Alibaba’s 24 billion dollar IPO target

Alibaba’s 24 billion dollar IPO target would be the most ever raised in a stock market debut, dwarfing Facebook’s $16 billion initial public offering in 2012 and the $22 billion raised by Agricultural Bank of China Ltd. in 2010. The world’s largest e-commerce company is planning to sell up to 368 million shares at $60 to $66 each, equivalent to a 13% stake.

That is the price target Alibaba Group Ltd. set in a regulatory filing on Friday. The company is to make its debut in the New York Stock Exchange this month.

The plan for an IPO values Alibaba at $155 billion, which would make it one of the biggest companies listed in the United States.
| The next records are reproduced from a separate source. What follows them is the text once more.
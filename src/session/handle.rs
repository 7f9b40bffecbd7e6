//! Accessed-once wrapper around a buffered packet.

use std::sync::atomic::{AtomicBool, Ordering};
use std::sync::{Arc, Weak};

use serde::de::DeserializeOwned;
use tokio::time::Instant;

use crate::error::Result;
use crate::protocol::{Packet, PacketId};
use crate::serializer::PayloadSerializer;
use crate::session::distributor::PacketDistributor;

struct Inner {
    packet: Packet,
    timestamp: Instant,
    taken: AtomicBool,
    owner: Weak<PacketDistributor>,
    serializer: Arc<dyn PayloadSerializer>,
}

/// One received application packet as held by a [`PacketDistributor`].
///
/// Reading the contents through any accessor removes the handle from the
/// distributor if it is still buffered. Cloning shares the same handle.
#[derive(Clone)]
pub struct PacketHandle {
    inner: Arc<Inner>,
}

impl std::fmt::Debug for PacketHandle {
    fn fmt(&self, f: &mut std::fmt::Formatter<'_>) -> std::fmt::Result {
        f.debug_struct("PacketHandle")
            .field("id", &self.id())
            .field("size", &self.size())
            .field("taken", &self.is_taken())
            .finish()
    }
}

impl PacketHandle {
    pub(super) fn new(
        packet: Packet,
        owner: Weak<PacketDistributor>,
        serializer: Arc<dyn PayloadSerializer>,
    ) -> Self {
        Self {
            inner: Arc::new(Inner {
                packet,
                timestamp: Instant::now(),
                taken: AtomicBool::new(false),
                owner,
                serializer,
            }),
        }
    }

    pub fn id(&self) -> PacketId {
        self.inner.packet.id()
    }

    /// Payload length in bytes.
    pub fn size(&self) -> usize {
        self.inner.packet.size()
    }

    /// When the handle was buffered.
    pub fn timestamp(&self) -> Instant {
        self.inner.timestamp
    }

    pub fn descriptor(&self) -> Option<i32> {
        self.inner.packet.descriptor()
    }

    /// Whether the handle has left the distributor's buffer.
    pub fn is_taken(&self) -> bool {
        self.inner.taken.load(Ordering::SeqCst)
    }

    /// Mark as taken. Returns `true` for the first caller only.
    pub(super) fn take(&self) -> bool {
        !self.inner.taken.swap(true, Ordering::SeqCst)
    }

    fn accessed(&self) {
        if self.take() {
            if let Some(owner) = self.inner.owner.upgrade() {
                owner.forget(self);
            }
        }
    }

    /// The packet; removes the handle from the buffer.
    pub fn packet(&self) -> &Packet {
        self.accessed();
        &self.inner.packet
    }

    /// The payload bytes; removes the handle from the buffer.
    pub fn payload(&self) -> &[u8] {
        self.packet().payload()
    }

    /// The payload deserialized with the session's serializer; removes the
    /// handle from the buffer.
    pub fn object<T: DeserializeOwned>(&self) -> Result<T> {
        let payload = self.payload();
        Ok(self.inner.serializer.deserialize(payload)?)
    }
}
Alibaba has valued itself below Amazon’s $160 billion (market capitalization). However, its worth could surge after Monday’s roadshow begins. In this context, a ‘roadshow’ is when a company introduces itself to investors.

The roadshow will start in New York, followed by Boston, Baltimore, San Francisco, and then London and Hong Kong.

The valuation is below the $187 billion US analysts had estimated in July. Bloomberg Businessweek quoted Henry Guo, an analyst at JG Capital, who said “This is below Wall Street’s expectations. They prefer a smoother start so that they can push up the prices.”

If you value yourself too high and the flotation does not go smoothly, things can rapidly go sour. Facebook’s $104 billion valuation at the time of its IPO, which was botched, went down fast. The company lost half its value as investors became concerned about slowing growth. However, the stock eventually recovered.

Alibaba
Alibaba’s stock market debut may dwarf all others.

Although the filing did not specific exactly when trading would start, most investors are betting on either September 19th or 26th.

China’s premier e-commerce company

Alibaba is China’s number 1 e-commerce company. It consists of a number of online marketplaces for businesses and consumers. It makes money mainly by charging merchants advertising fees. It has 279 million active buyers and 8.5 million active servers.

Investors are excited at the prospect of investing in a company with much greater margins that its US counterparts. In Q2 2014, Alibaba generated a 43% operating profit margin, compared to Amazon’s 0%. Alibaba’s sales have increased considerably.

However, for western investors Alibaba:

  • has a complex corporate structure that may face objections from Chinese regulators,
  • has unusual governance – it keeps insiders in control,
  • faces tough competition in its domestic market,
  • may find it hard to compete in other markets where eBay and Amazon dominate.

Alibaba founder, Jack Ma, said in the company’s presentation:

“We believe one thing, today is difficult, tomorrow is more difficult, but the day after tomorrow is beautiful. So we have to work very hard in order to survive the long journey.”